You throw a ball into the air with speed 15.0 m/s; how high does the ball rise? Given: v_iy = +15 m/s, a_y = -9.8 m/s^2.

You throw a ball into the air with speed 15.0 m/s; how high does the ball rise? Given: v_iy = +15 m/s, a_y = -9.8 m/s^2.

Answer

To find how high the ball rises, we need to determine its displacement (delta y) when its velocity reaches zero at the peak of its trajectory. Step 1: Identify the known variables. The initial upward velocity (v_iy) is +15.0 m/s. The acceleration due to gravity (a_y or g) is -9.8 m/s^2. At the highest point, the final velocity (v_fy) is 0 m/s. Step 2: Use the kinematic equation that relates velocity, acceleration, and displacement: v_fy^2 = v_iy^2 + 2 * a_y * (delta y).
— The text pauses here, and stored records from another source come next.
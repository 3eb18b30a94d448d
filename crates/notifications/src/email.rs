//! Client email delivery via SMTP.
//!
//! [`EmailDelivery`] wraps the `lettre` async SMTP transport to send
//! plain-text reminder and invoice emails. If `SMTP_HOST` is not set,
//! [`EmailConfig::from_env`] returns `None` and jobs run without sending.

use lettre::message::header::ContentType;
use lettre::transport::smtp::authentication::Credentials;
use lettre::{AsyncSmtpTransport, AsyncTransport, Message, Tokio1Executor};

// ---------------------------------------------------------------------------
// Error
// ---------------------------------------------------------------------------

/// Error type for email delivery failures.
#[derive(Debug, thiserror::Error)]
pub enum EmailError {
    /// SMTP transport-level failure (authentication, connection, etc.).
    #[error("SMTP transport error: {0}")]
    Transport(#[from] lettre::transport::smtp::Error),

    /// The recipient or sender address could not be parsed.
    #[error("Email address parse error: {0}")]
    Address(#[from] lettre::address::AddressError),

    /// The MIME message could not be assembled.
    #[error("Email build error: {0}")]
    Build(String),
}

// ---------------------------------------------------------------------------
// EmailConfig
// ---------------------------------------------------------------------------

/// Default SMTP port (STARTTLS).
const DEFAULT_SMTP_PORT: u16 = 587;

/// Default sender address when `SMTP_FROM` is not set.
const DEFAULT_FROM_ADDRESS: &str = "PhotoProOS <noreply@photoproos.com>";

/// Configuration for the SMTP email delivery service.
#[derive(Debug, Clone)]
pub struct EmailConfig {
    pub smtp_host: String,
    pub smtp_port: u16,
    /// RFC 5322 "From" mailbox.
    pub from_address: String,
    pub smtp_user: Option<String>,
    pub smtp_password: Option<String>,
}

impl EmailConfig {
    /// Load configuration from environment variables.
    ///
    /// Returns `None` if `SMTP_HOST` is not set.
    ///
    /// | Variable        | Required | Default                               |
    /// |-----------------|----------|---------------------------------------|
    /// | `SMTP_HOST`     | yes      |                                       |
    /// | `SMTP_PORT`     | no       | `587`                                 |
    /// | `SMTP_FROM`     | no       | `PhotoProOS <noreply@photoproos.com>` |
    /// | `SMTP_USER`     | no       |                                       |
    /// | `SMTP_PASSWORD` | no       |                                       |
    pub fn from_env() -> Option<Self> {
        let smtp_host = std::env::var("SMTP_HOST").ok()?;
        Some(Self {
            smtp_host,
            smtp_port: std::env::var("SMTP_PORT")
                .ok()
                .and_then(|p| p.parse().ok())
                .unwrap_or(DEFAULT_SMTP_PORT),
            from_address: std::env::var("SMTP_FROM")
                .unwrap_or_else(|_| DEFAULT_FROM_ADDRESS.to_string()),
            smtp_user: std::env::var("SMTP_USER").ok(),
            smtp_password: std::env::var("SMTP_PASSWORD").ok(),
        })
    }
}

// ---------------------------------------------------------------------------
// EmailDelivery
// ---------------------------------------------------------------------------

/// Sends plain-text emails to clients via SMTP.
pub struct EmailDelivery {
    config: EmailConfig,
}

impl EmailDelivery {
    pub fn new(config: EmailConfig) -> Self {
        Self { config }
    }

    /// Send one plain-text email.
    ///
    /// Addresses are parsed before any connection is made, so a bad
    /// recipient fails fast with [`EmailError::Address`].
    pub async fn send(&self, to_email: &str, subject: &str, body: &str) -> Result<(), EmailError> {
        let email = Message::builder()
            .from(self.config.from_address.parse()?)
            .to(to_email.parse()?)
            .subject(subject)
            .header(ContentType::TEXT_PLAIN)
            .body(body.to_string())
            .map_err(|e| EmailError::Build(e.to_string()))?;

        let mut transport_builder =
            AsyncSmtpTransport::<Tokio1Executor>::starttls_relay(&self.config.smtp_host)?
                .port(self.config.smtp_port);

        if let (Some(user), Some(pass)) = (&self.config.smtp_user, &self.config.smtp_password) {
            transport_builder =
                transport_builder.credentials(Credentials::new(user.clone(), pass.clone()));
        }

        let mailer = transport_builder.build();
        mailer.send(email).await?;

        tracing::info!(to = to_email, subject, "Email sent");
        Ok(())
    }
}

// ---------------------------------------------------------------------------
// Tests
// ---------------------------------------------------------------------------
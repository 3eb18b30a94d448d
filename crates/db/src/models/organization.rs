//! Tenant organizations, provisioned from identity vendor webhooks.

use photopro_core::types::{DbId, Timestamp};
use serde::{Deserialize, Serialize};
use sqlx::FromRow;

/// A row from the `organizations` table.
#[derive(Debug, Clone, FromRow, Serialize)]
pub struct Organization {
    pub id: DbId,
    pub external_id: String,
    pub name: String,
    pub slug: String,
    pub timezone: String,
    pub created_at: Timestamp,
    pub updated_at: Timestamp,
}

/// DTO for creating or refreshing an organization by its vendor id.
#[derive(Debug, Clone, Deserialize)]
pub struct UpsertOrganization {
    pub external_id: String,
    pub name: String,
    pub slug: String,
    pub timezone: Option<String>,
}
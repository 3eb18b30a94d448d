use axum::routing::{get, put};
use axum::Router;

use crate::handlers::bookings;
use crate::state::AppState;

/// Booking routes mounted at `/bookings`.
///
/// ```text
/// GET    /                      -> list_bookings
/// POST   /                      -> create_booking
/// GET    /{id}                  -> get_booking
/// PUT    /{id}                  -> update_booking
/// DELETE /{id}                  -> delete_booking
/// PUT    /{id}/status           -> update_booking_status
/// ```
pub fn router() -> Router<AppState> {
    Router::new()
        .route("/", get(bookings::list_bookings).post(bookings::create_booking))
        .route(
            "/{id}",
            get(bookings::get_booking)
                .put(bookings::update_booking)
                .delete(bookings::delete_booking),
        )
        .route("/{id}/status", put(bookings::update_booking_status))
}
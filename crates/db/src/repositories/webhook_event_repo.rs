//! Repository for the `webhook_events` table.

use sqlx::PgPool;

use crate::models::webhook_event::WebhookEvent;

const COLUMNS: &str = "id, provider, external_event_id, event_type, received_at";

/// Provides the per-delivery dedupe log for vendor webhooks.
pub struct WebhookEventRepo;

impl WebhookEventRepo {
    /// Record a delivery. Returns `false` if this event id was seen before.
    pub async fn record_once(
        pool: &PgPool,
        provider: &str,
        external_event_id: &str,
        event_type: &str,
    ) -> Result<bool, sqlx::Error> {
        let result = sqlx::query(
            "INSERT INTO webhook_events (provider, external_event_id, event_type) \
             VALUES ($1, $2, $3) \
             ON CONFLICT ON CONSTRAINT uq_webhook_events_provider_event DO NOTHING",
        )
        .bind(provider)
        .bind(external_event_id)
        .bind(event_type)
        .execute(pool)
        .await?;
        Ok(result.rows_affected() > 0)
    }

    /// Forget a delivery so the vendor's retry is processed again.
    ///
    /// Called when handling failed after the event was recorded.
    pub async fn forget(
        pool: &PgPool,
        provider: &str,
        external_event_id: &str,
    ) -> Result<(), sqlx::Error> {
        sqlx::query("DELETE FROM webhook_events WHERE provider = $1 AND external_event_id = $2")
            .bind(provider)
            .bind(external_event_id)
            .execute(pool)
            .await?;
        Ok(())
    }

    /// Most recent deliveries for a provider.
    pub async fn list_recent(
        pool: &PgPool,
        provider: &str,
        limit: i64,
    ) -> Result<Vec<WebhookEvent>, sqlx::Error> {
        let query = format!(
            "SELECT {COLUMNS} FROM webhook_events WHERE provider = $1 \
             ORDER BY received_at DESC, id DESC LIMIT $2"
        );
        sqlx::query_as::<_, WebhookEvent>(&query)
            .bind(provider)
            .bind(limit)
            .fetch_all(pool)
            .await
    }
}
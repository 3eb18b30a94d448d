//! Domain model structs and DTOs.
//!
//! Each submodule contains:
//! - A `FromRow` + `Serialize` entity struct matching the database row
//! - A `Deserialize` create DTO for inserts
//! - A `Deserialize` update DTO (all `Option` fields) for patches, where the
//!   entity is editable through the API

pub mod booking;
pub mod calendar_feed;
pub mod client;
pub mod invoice;
pub mod organization;
pub mod payment;
pub mod reminder;
pub mod user;
pub mod webhook_event;
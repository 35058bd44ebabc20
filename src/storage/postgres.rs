//! PostgreSQL-backed listing store
//!
//! Movies are stored one JSONB document per (key, title identity) so a
//! replace is a delete-and-insert inside one transaction; location status
//! rows are upserted with `ON CONFLICT`. The `last_refreshed` stamp only
//! moves forward on a `fresh` write.

use async_trait::async_trait;
use chrono::{DateTime, Utc};
use deadpool_postgres::{Config as PoolConfig, ManagerConfig, Pool, RecyclingMethod, Runtime};
use tokio_postgres::NoTls;

use super::ListingStore;
use crate::config::StoreConfig;
use crate::lease::store::StoreError;
use crate::models::{LocationRecord, Movie, RefreshStatus, ResourceKey};

/// Listing store on PostgreSQL `locations` and `movies` tables.
pub struct PostgresListingStore {
    pool: Pool,
}

impl PostgresListingStore {
    /// Create a connection pool and verify the store is reachable.
    pub async fn connect(config: &StoreConfig) -> Result<Self, StoreError> {
        let mut pool_config = PoolConfig::new();
        pool_config.url = Some(config.database_url.clone());
        pool_config.manager = Some(ManagerConfig {
            recycling_method: RecyclingMethod::Fast,
        });

        let pool = pool_config
            .create_pool(Some(Runtime::Tokio1), NoTls)
            .map_err(|e| StoreError::Unavailable(e.to_string()))?;

        let client = pool
            .get()
            .await
            .map_err(|e| StoreError::Unavailable(e.to_string()))?;
        client
            .simple_query("SELECT 1")
            .await
            .map_err(|e| StoreError::Unavailable(e.to_string()))?;

        Ok(Self { pool })
    }

    /// Create the listing tables if they do not exist.
    pub async fn init_schema(&self) -> Result<(), StoreError> {
        let client = self.client().await?;

        client
            .batch_execute(
                r#"
                CREATE TABLE IF NOT EXISTS locations (
                    key TEXT PRIMARY KEY,
                    display_key TEXT NOT NULL,
                    status VARCHAR(10) NOT NULL,
                    message TEXT,
                    last_refreshed TIMESTAMPTZ
                );

                CREATE TABLE IF NOT EXISTS movies (
                    key TEXT NOT NULL,
                    title_id TEXT NOT NULL,
                    record JSONB NOT NULL,
                    updated_at TIMESTAMPTZ NOT NULL,
                    PRIMARY KEY (key, title_id)
                );

                CREATE INDEX IF NOT EXISTS idx_movies_key ON movies(key);
                "#,
            )
            .await
            .map_err(|e| StoreError::Query(e.to_string()))?;

        tracing::info!("Listing schema initialized");
        Ok(())
    }

    async fn client(&self) -> Result<deadpool_postgres::Object, StoreError> {
        self.pool
            .get()
            .await
            .map_err(|e| StoreError::Unavailable(e.to_string()))
    }
}

#[async_trait]
impl ListingStore for PostgresListingStore {
    async fn list_keys(&self) -> Result<Vec<ResourceKey>, StoreError> {
        let client = self.client().await?;

        let rows = client
            .query("SELECT display_key FROM locations ORDER BY key", &[])
            .await
            .map_err(|e| StoreError::Query(e.to_string()))?;

        let mut keys = Vec::with_capacity(rows.len());
        for row in rows {
            let display: String = row.get(0);
            let key = ResourceKey::parse(&display).ok_or_else(|| StoreError::Corrupt {
                key: display.clone(),
                reason: "stored display key does not parse".to_string(),
            })?;
            keys.push(key);
        }
        Ok(keys)
    }

    async fn load_movies(&self, key: &ResourceKey) -> Result<Vec<Movie>, StoreError> {
        let client = self.client().await?;

        let rows = client
            .query(
                "SELECT record FROM movies WHERE key = $1 ORDER BY title_id",
                &[&key.canonical()],
            )
            .await
            .map_err(|e| StoreError::Query(e.to_string()))?;

        let mut movies = Vec::with_capacity(rows.len());
        for row in rows {
            let value: serde_json::Value = row.get(0);
            let movie: Movie =
                serde_json::from_value(value).map_err(|e| StoreError::Corrupt {
                    key: key.to_string(),
                    reason: format!("stored movie does not decode: {e}"),
                })?;
            movies.push(movie);
        }
        Ok(movies)
    }

    async fn replace_movies(
        &self,
        key: &ResourceKey,
        movies: &[Movie],
    ) -> Result<(), StoreError> {
        let mut client = self.client().await?;
        let tx = client
            .transaction()
            .await
            .map_err(|e| StoreError::Query(e.to_string()))?;

        tx.execute("DELETE FROM movies WHERE key = $1", &[&key.canonical()])
            .await
            .map_err(|e| StoreError::Query(e.to_string()))?;

        let statement = tx
            .prepare(
                "INSERT INTO movies (key, title_id, record, updated_at)
                 VALUES ($1, $2, $3, $4)
                 ON CONFLICT (key, title_id) DO UPDATE SET
                     record = EXCLUDED.record,
                     updated_at = EXCLUDED.updated_at",
            )
            .await
            .map_err(|e| StoreError::Query(e.to_string()))?;

        let now = Utc::now();
        for movie in movies {
            // Movies without an identity never reach persistence; the
            // merge engine drops them first
            let Some(title_id) = movie.identity() else {
                continue;
            };
            let record = serde_json::to_value(movie).map_err(|e| StoreError::Corrupt {
                key: key.to_string(),
                reason: format!("movie does not encode: {e}"),
            })?;
            tx.execute(&statement, &[&key.canonical(), &title_id, &record, &now])
                .await
                .map_err(|e| StoreError::Query(e.to_string()))?;
        }

        tx.commit()
            .await
            .map_err(|e| StoreError::Query(e.to_string()))
    }

    async fn location(&self, key: &ResourceKey) -> Result<Option<LocationRecord>, StoreError> {
        let client = self.client().await?;

        let row = client
            .query_opt(
                "SELECT display_key, status, message, last_refreshed
                 FROM locations WHERE key = $1",
                &[&key.canonical()],
            )
            .await
            .map_err(|e| StoreError::Query(e.to_string()))?;

        let Some(row) = row else {
            return Ok(None);
        };

        let display: String = row.get(0);
        let key = ResourceKey::parse(&display).ok_or_else(|| StoreError::Corrupt {
            key: display.clone(),
            reason: "stored display key does not parse".to_string(),
        })?;
        let status_str: String = row.get(1);
        let status = RefreshStatus::parse(&status_str).ok_or_else(|| StoreError::Corrupt {
            key: display,
            reason: format!("unknown status '{status_str}'"),
        })?;

        Ok(Some(LocationRecord {
            key,
            status,
            message: row.get(2),
            last_refreshed: row.get(3),
        }))
    }

    async fn mark_status(
        &self,
        key: &ResourceKey,
        status: RefreshStatus,
        message: Option<&str>,
        now: DateTime<Utc>,
    ) -> Result<(), StoreError> {
        let client = self.client().await?;
        let fresh = status == RefreshStatus::Fresh;
        let stamp: Option<DateTime<Utc>> = fresh.then_some(now);

        client
            .execute(
                "INSERT INTO locations (key, display_key, status, message, last_refreshed)
                 VALUES ($1, $2, $3, $4, $5)
                 ON CONFLICT (key) DO UPDATE SET
                     status = EXCLUDED.status,
                     message = EXCLUDED.message,
                     last_refreshed = COALESCE(EXCLUDED.last_refreshed, locations.last_refreshed)",
                &[
                    &key.canonical(),
                    &key.to_string(),
                    &status.as_str(),
                    &message,
                    &stamp,
                ],
            )
            .await
            .map_err(|e| StoreError::Query(e.to_string()))?;

        Ok(())
    }
}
Step 3: Rearrange the formula to solve for the displacement (delta y): (delta y) = (v_fy^2 - v_iy^2) / (2 * a_y). Step 4: Plug in the values: (delta y) = (0^2 - 15.0^2) / (2 * -9.8) = (-225) / (-19.6). Step 5: Calculate the final result: delta y = 11.47959... m. Rounding to significant figures based on the input '15.0', we get 11.5 meters. Alternatively, as suggested in the image, you can find the time first using v_fy = v_iy + a_y*t, which gives t = 1.53 s, and then plug that into delta y = v_iy*t + 0.5*a_y*t^2 to get the same result.